La délibération du conseil municipal de Colmar (1837) apporte l’indication suivante : « Il est évident que le vignoble de Colmar situé en plaine ne peut être assimilé à celui des montagnes… Le schatz s’y vend à peine 800 francs, tandis qu’à Guebwiller le schatz, qui est de 7 ares, se vend jusqu’à 3 000 francs. Les produits des meilleures communes du vignoble sont bien supérieurs en quantité et en qualité à celui de la première classe de Colmar. On ne peut (donc) laisser les évaluations des vignes des cantons de Rouffach, Ribeauvillé et Guebwiller à un taux aussi rapproché à celui des mauvaises vignes de plaine. »
Alors que les manufacturiers, venus de Suisse ou de Mulhouse, achètent les anciens domaines ecclésiastiques pour y installer leurs usines textiles, du fait de la mévente du vin et du manque de journaliers, la viticulture traverse une mauvaise passe. Nombreux sont ceux qui préfèrent aller travailler en usine plutôt que de continuer à s'éreinter sur les pentes de l’Ober et de l'Unterlinger. L'arrivée du mildiou et du phylloxéra aggrave la situation.
Les difficultés rencontrées par les vignerons sont une aubaine pour les nouveaux maîtres de la cité. Elles leur permettent de se doter sans mal d'une respectabilité terrienne : "Les industriels achètent le meilleur du vignoble, en commençant par les bons crus vendus comme biens nationaux.", souligne G. Bischoff. L'un d'eux, Nicolas Schlumberger, débute sa conquête de la terre par l'acquisition de 20 hectares de vignes en 1810. À la fin du XIXème siècle, il en possédera 40. Son domaine figure alors parmi les plus importants de la région. Parmi ses descendants apparaissent des vignerons invétérés : Ernest Schlumberger, arrière-petit-fils de Nicolas, entreprend en 1910 la reconstitution totale du vignoble de Guebwiller. Quinze années plus tard, son "remembrement" avant la lettre, est achevé avec l'acquisition de 2500 nouvelles parcelles. Le domaine Schlumberger s'étend sur plus de 130 hectares de vignes. Il est le premier d'Alsace et l'un des plus vastes de France.

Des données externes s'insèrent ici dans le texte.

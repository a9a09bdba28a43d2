use chrono::{DateTime, Utc};
use serde::{Deserialize, Serialize};
use std::fmt;

/// Proof of holding the leader seat for one election epoch.
///
/// Terms are only minted by a [`super::LeaderElection`]; every mutation in the
/// orchestrator takes one and checks it against the election before acting.
#[derive(Debug, Clone, PartialEq, Eq, Hash, Serialize, Deserialize)]
#[serde(rename_all = "camelCase")]
pub struct LeadershipTerm {
    epoch: u64,
    leader_id: String,
    acquired_at: DateTime<Utc>,
}

impl LeadershipTerm {
    pub(crate) fn new(epoch: u64, leader_id: impl Into<String>, acquired_at: DateTime<Utc>) -> Self {
        Self {
            epoch,
            leader_id: leader_id.into(),
            acquired_at,
        }
    }

    pub fn epoch(&self) -> u64 {
        self.epoch
    }

    pub fn leader_id(&self) -> &str {
        &self.leader_id
    }

    pub fn acquired_at(&self) -> DateTime<Utc> {
        self.acquired_at
    }
}

impl fmt::Display for LeadershipTerm {
    fn fmt(&self, f: &mut fmt::Formatter<'_>) -> fmt::Result {
        write!(f, "{}@{}", self.leader_id, self.epoch)
    }
}

/// Leader identity as exposed to API clients.
#[derive(Debug, Clone, PartialEq, Eq, Serialize, Deserialize)]
#[serde(rename_all = "camelCase")]
pub struct LeaderInfo {
    pub leader: String,
    pub epoch: u64,
    pub elected_at: DateTime<Utc>,
}

impl From<&LeadershipTerm> for LeaderInfo {
    fn from(term: &LeadershipTerm) -> Self {
        Self {
            leader: term.leader_id.clone(),
            epoch: term.epoch,
            elected_at: term.acquired_at,
        }
    }
}
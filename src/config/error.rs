//! Configuration Error Types
//!
//! Loading and validation failures carry enough context to point an operator
//! at the offending file or field. They convert into
//! [`FleetError::Configuration`](crate::error::FleetError::Configuration).

use std::path::PathBuf;
use thiserror::Error;

use crate::error::FleetError;

#[derive(Debug, Error)]
pub enum ConfigurationError {
    /// Configuration file not found at the given locations
    #[error("Configuration file not found. Searched paths: {searched_paths:?}")]
    ConfigFileNotFound { searched_paths: Vec<PathBuf> },

    /// The layered sources could not be merged or deserialized
    #[error("Failed to load configuration: {error}")]
    LoadError { error: String },

    /// Invalid configuration value
    #[error("Invalid value '{value}' for field '{field}': {context}")]
    InvalidValue {
        field: String,
        value: String,
        context: String,
    },
}

impl ConfigurationError {
    pub fn config_file_not_found(searched_paths: Vec<PathBuf>) -> Self {
        Self::ConfigFileNotFound { searched_paths }
    }

    pub fn invalid_value<F: Into<String>, V: ToString, C: Into<String>>(
        field: F,
        value: V,
        context: C,
    ) -> Self {
        Self::InvalidValue {
            field: field.into(),
            value: value.to_string(),
            context: context.into(),
        }
    }
}

impl From<config::ConfigError> for ConfigurationError {
    fn from(error: config::ConfigError) -> Self {
        Self::LoadError {
            error: error.to_string(),
        }
    }
}

impl From<ConfigurationError> for FleetError {
    fn from(error: ConfigurationError) -> Self {
        FleetError::Configuration(error.to_string())
    }
}

pub type ConfigResult<T> = Result<T, ConfigurationError>;
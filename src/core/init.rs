use rand::Rng;
use crate::core::bounds::BoundsOriginRoot;
use crate::core::{BoardConfig, BoundedGrid, Grid, Result};

/// Deals a fresh grid: each light is lit independently with
/// `config.chance_light_starts_on`. Cells are drawn row by row, so a seeded
/// `rng` always yields the same board.
pub fn initialize<R: Rng + ?Sized>(config: &BoardConfig, rng: &mut R) -> Result<Grid> {
    config.validate()?;

    let bounds = BoundsOriginRoot::new(config.rows, config.cols);
    let cells = (0..bounds.area())
        .map(|_| rng.random_bool(config.chance_light_starts_on))
        .collect();

    Ok(BoundedGrid::from_cells(bounds, cells))
}
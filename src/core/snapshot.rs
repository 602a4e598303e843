use serde::{Deserialize, Serialize};
use crate::core::{
    Board, BoardConfig, BoardError, BoundedGrid, GameOutcome, Result, ToggleRule,
    DEFAULT_CHANCE_LIGHT_STARTS_ON,
};

fn default_chance() -> f64 {
    DEFAULT_CHANCE_LIGHT_STARTS_ON
}

#[derive(Serialize, Deserialize, Debug, Clone, PartialEq)]
pub struct BoardSnapshot {
    pub rows: usize,
    pub cols: usize,
    pub rule: ToggleRule,
    #[serde(default = "default_chance")]
    pub chance_light_starts_on: f64,
    pub outcome: GameOutcome,
    pub moves: usize,
    pub cells: Vec<Vec<bool>>,
}

impl BoardSnapshot {
    pub fn of(board: &Board) -> Self {
        BoardSnapshot {
            rows: board.rows(),
            cols: board.cols(),
            rule: board.rule(),
            chance_light_starts_on: board.config().chance_light_starts_on,
            outcome: board.outcome(),
            moves: board.moves(),
            cells: board.grid().to_rows(),
        }
    }

    /// Rebuilds a board from the snapshot's cells and deal settings, so a new
    /// game on it deals the same way. The move counter starts over.
    pub fn into_board(self) -> Result<Board> {
        let grid = BoundedGrid::from_rows(self.cells)?;
        if grid.rows() != self.rows || grid.cols() != self.cols {
            return Err(BoardError::InvalidConfiguration(format!(
                "snapshot claims {}x{} but holds {}x{} cells",
                self.rows,
                self.cols,
                grid.rows(),
                grid.cols()
            )));
        }
        let config = BoardConfig::new(self.rows, self.cols, self.chance_light_starts_on).with_rule(self.rule);
        config.validate()?;
        Ok(Board::from_parts(grid, config))
    }

    pub fn to_json(&self) -> Result<String> {
        Ok(serde_json::to_string_pretty(self)?)
    }

    pub fn from_json(json: &str) -> Result<Self> {
        Ok(serde_json::from_str(json)?)
    }
}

Une nouvelle ère commence alors pour le vignoble du Florival. Elle est placée sous la double enseigne du capitalisme industriel et du retour à la tradition. Les parcelles sont regroupées pour former des ensembles homogènes, ne comportant que les cépages les mieux adaptés au sol et au climat. Cinquante kilomètres de murs de soutien sont reconstruits ou restaurés. Les immenses murs en grès rosé qui soutiennent les terrasses du Kitterlé se dressent comme les remparts protecteurs du "jardin des délices".
Victor Canales
Synvira
L’amour de la vigne et de la terre
Les vins du Grand Cru Kitterlé sont issus d’une viticulture raisonnée et respectueuse de l’environnement. Les désherbants résiduaires ne sont pas recommandés. Le rendement est "bloqué" à 55 hectolitres par hectare sans demande de PLC ni chaptalisation.
Les mentions Vendanges Tardives et Sélections de Grains Nobles ne sont pas recommandées dans le Grand Cru Kitterlé.
Le contre étiquetage est préconisé pour définir le niveau de sucrosité des vins (sec, moelleux ou liquoreux).